Dans mon salon, verre de rouge à la main, je fixe l’étalon du rugby assis en face de moi. Vingt ans, muscles saillants, regard fiévreux. Mon cœur cogne déjà. ‘C’est l’anniv’ d’Anne-Marie. Je veux lui offrir un trio surprise. Elle arrive demain, elle croit que t’as flanché.’ Il écarquille les yeux. Ma peau frissonne sous mon chemisier. Première fois avec une femme pour moi. Anne-Marie me tanne depuis des lustres, bi assumée, mais j’ai toujours dit non. Curiosité qui me ronge. Et si je bloque ? Et s’il nous éclipse ? L’adrénaline monte, mélange d’angoisse et d’excitation. Je pose mon verre. Retire mon haut. Ses pupilles s’allument. Ma braguette craque sous mes doigts. Sa bite jaillit, dure, veinée. ‘Bonjour toi.’ Je l’aspire, féroce. Mordille le gland, avale jusqu’aux couilles, branle la base. Doigte son cul. Il gémit, explose en jets chauds. Je nettoie, lui roule une pelle salée. Son sperme sur ma langue, âcre, addictif. À mon tour. Il me plaque au sol, jupe relevée. Pas de culotte. Mon sexe rasé en bande, luisant. ‘Pour elle ou pour moi ?’ ‘Pour qu’elle kiffe.’ Sa langue fouille, aspire mon clito. Doigts en moi, pouce sur l’anus. Je jouis, bassin arqué, jus sur son menton. Capote enfilée, on baise contre le bar. Levrette sur table, missionnaire tapis, jusqu’au lit. Elle chevauche, seins poires tressautants. ‘Encule-moi.’ Je lèche son trou, pousse. Serré, brûlant. Il défonce, couilles claquent. Je crie, me branle. Il gicle sur mon dos. Douche brûlante, corps collants. On s’effondre. Demain, le vrai feu.

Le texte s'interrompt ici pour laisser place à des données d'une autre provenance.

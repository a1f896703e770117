//! Fixed-width ASCII request/response protocol
//!
//! Every exchange moves one [`Frame`]: eight ASCII data bytes followed by a
//! single `\n`. Requests are a subsystem tag, a colon and a right-aligned
//! four character verb (`"SPD: REQ"`, `"DS:  REQ"`); responses carry either
//! a value, a status marker or one of the enumerated words. Eight NUL bytes
//! plus the terminator is reserved as the transport fault sentinel.
//!
//! # Components
//!
//! - [`frame`]: the 9-byte frame and the fault sentinel
//! - [`request`]: requests the controller issues
//! - [`response`]: tagged response parser and encoder
//! - [`error`]: parse/encode failures

pub mod error;
pub mod frame;
pub mod request;
pub mod response;

pub use error::ProtocolError;
pub use frame::{Frame, Subsystem, FRAME_LEN, PAYLOAD_LEN, TERMINATOR};
pub use request::{Request, Switch};
pub use response::{Movement, Response, Slope};
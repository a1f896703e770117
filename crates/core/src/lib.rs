//! rail_ctrl_core - Pure logic for the rail_ctrl supervisory controller
//!
//! This crate contains the platform-agnostic control loop: time
//! arithmetic, the wire protocol, the sensor/actuator tasks, the mode state
//! machine and the drift-free scheduler. It builds as `no_std` and is
//! tested on the host without hardware.
//!
//! # Design Principles
//!
//! - **Pure no_std**: std only with the `std` feature (stderr logging)
//! - **Trait abstractions**: transport, display, clock and delay injected
//! - **One owner**: all mutable state lives in one [`controller::Controller`]
//!
//! # Modules
//!
//! - [`time`]: second + nanosecond timestamps
//! - [`traits`]: time source and delay abstractions, mock clock
//! - [`protocol`]: fixed-width frames, requests and responses
//! - [`transport`]: request/response channel trait
//! - [`display`]: display sink trait
//! - [`fault`]: sticky fault latch
//! - [`state`]: operating mode and sensor state
//! - [`tasks`]: one task per sensor or actuator
//! - [`mode`]: feature presets and per-mode schedules
//! - [`scheduler`]: periodic tick timing and statistics
//! - [`config`]: controller settings
//! - [`controller`]: the mode dispatcher
//! - [`logging`]: log macros for defmt and stderr

#![cfg_attr(not(any(test, feature = "std")), no_std)]

pub mod logging;

pub mod config;
pub mod controller;
pub mod display;
pub mod fault;
pub mod mode;
pub mod protocol;
pub mod scheduler;
pub mod state;
pub mod tasks;
pub mod time;
pub mod traits;
pub mod transport;

#[cfg(test)]
mod testing;

pub use config::ControllerConfig;
pub use controller::Controller;
pub use state::OperatingMode;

Réveil à 9h. Sa matinale trique contre ma cuisse. ‘Pas touche. Garde-la pour elle.’ Café, tartines. Journée molle, ventre noué. 18h, Anne-Marie débarque. Métisse timide, cul bombé, seins menus. Poignée de main froide. Apéro. Verres remplis, trop vite. Rires. ‘T’as le feu au cul ce soir !’ ‘On a baisé hier. Il est là pour toi.’ Défilé burlesque. Costards, jupes courtes. Je soulève la mienne : à poil dessous. Elle râle : ‘Salope !’ Je l’embrasse, main sur sa cuisse. Elle fond. Baiser langoureux. Jupes troussées, seins dehors. Petits, ronds, dressés. On glisse au sol. Sa langue sur ma chatte, vorace. Je hurle, cambre. Inversé. Son sexe glabre, rosé sur peau sombre. Odeur musquée, nouvelle. Je lape, aspire, trois doigts dedans. Elle crie, malaxe ses nichons. L’étalon bande dur. ‘Déshabille-toi.’ Il obéit. On le chope : deux bouches, quatre mains. Langues sur frein, bourses gobées. Il jouit, nous partageons le foutre.
L’approche hésitante
Canapé. Je guide sa queue en elle. Étroit, trempé. Claques sur son gros cul. Vibrations. Chambre. Vibro en moi, elle sur sa bite. ‘Enculez-nous.’ 69 anal : langues cirant trous, doigts dedans. Culs offerts, dilatés. Il alterne : son cul étroit d’abord, cris aigus ; le mien, glissant. Embrassades salives. Il gicle, nous lapons. Nuits blanches. Elles sur moi, éjac’ d’Anne-Marie en fontaine. Vidé. 3h30, sombrer.
Réveil enlacées. Il file, mot discret. Secret brûlant. J’ai changé. Goût de chatte gravé. Plus tard, on se recroise : en couple, ventres ronds. Libertines forever ? Mon innocence ? Pulvérisée ce soir-là. Corps marqué, âme allumée.